Polish screenwriter and director

Adrian Panek (born 1975) is a Polish screenwriter and director.

== Biography ==
Panek was born in Wrocław and attended Wrocław University of Science and Technology. He graduated from the Krzysztof Kieślowski Film School, and from the Polish Film School. He is a member of the Polish Film Academy. He got his start directing music videos before making his big screen debut with the 2011 drama film, Daas receiving nomination at the Polish Film Awards and Polish Film Festival. He won Best Director Award at the 2018 Polish Film Festival for his second feature, Werewolf.

Panek later directed television series include The Trap, Open Your Eyes, Powrót, Raven and Pati.
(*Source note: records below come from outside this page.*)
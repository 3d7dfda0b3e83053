use thiserror::Error;

use crate::topology::{GlobalId, ObjectId};

/// Top-level error type for the selection engine.
#[derive(Debug, Error)]
pub enum MeshpickError {
    #[error(transparent)]
    Model(#[from] ModelError),

    #[error(transparent)]
    Mesh(#[from] MeshError),

    #[error(transparent)]
    Command(#[from] CommandError),
}

/// Errors related to the geometric (B-rep) model.
#[derive(Debug, Error)]
pub enum ModelError {
    #[error("object not found: {0:?}")]
    ObjectNotFound(ObjectId),

    #[error("invalid topology: {0}")]
    InvalidTopology(String),
}

/// Errors related to discretized meshes.
#[derive(Debug, Error)]
pub enum MeshError {
    #[error("{collection} index {index} is out of range (len {len})")]
    IndexOutOfRange {
        collection: &'static str,
        index: usize,
        len: usize,
    },

    #[error("non-reciprocal adjacency: {0}")]
    BrokenAdjacency(String),

    #[error("element with {nodes} nodes does not match shape {shape}")]
    NodeCountMismatch { shape: &'static str, nodes: usize },

    #[error("degenerate mesh input: {0}")]
    Degenerate(String),
}

/// Errors raised while constructing a command.
///
/// None of these are user-facing: the selector logs them and treats the
/// request as a no-op.
#[derive(Debug, Error)]
pub enum CommandError {
    #[error("no active object or mesh")]
    NoTarget,

    #[error("stale index {index} (collection has {len} items)")]
    StaleIndex { index: usize, len: usize },

    #[error("unknown entity: {0}")]
    UnknownEntity(GlobalId),

    #[error("entity kind {0} cannot be addressed by this command")]
    LevelMismatch(&'static str),
}

/// Convenience type alias for results using [`MeshpickError`].
pub type Result<T> = std::result::Result<T, MeshpickError>;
He directed and wrote the mystery films Colors of Evil: Red (2024) and its sequel Colors of Evil: Black (2026), and the biographical films Simona Kossak (2024) and Wanda (2026).

== Filmography ==
    - Feature films
- Daas (2011)
- Werewolf (2018)
- Colors of Evil: Red (2024)
- Simona Kossak (2024)
- Colors of Evil: Black (2026)
- Wanda (2026)
    - Television
- Commission of Murders (2016)
- The Trap (2019)
- Kod genetyczny (2020)
- Open Your Eyes (2021)
- Powrót (2022)
- Nieobecni (2022)
- Raven (2022)
- Pati (2025)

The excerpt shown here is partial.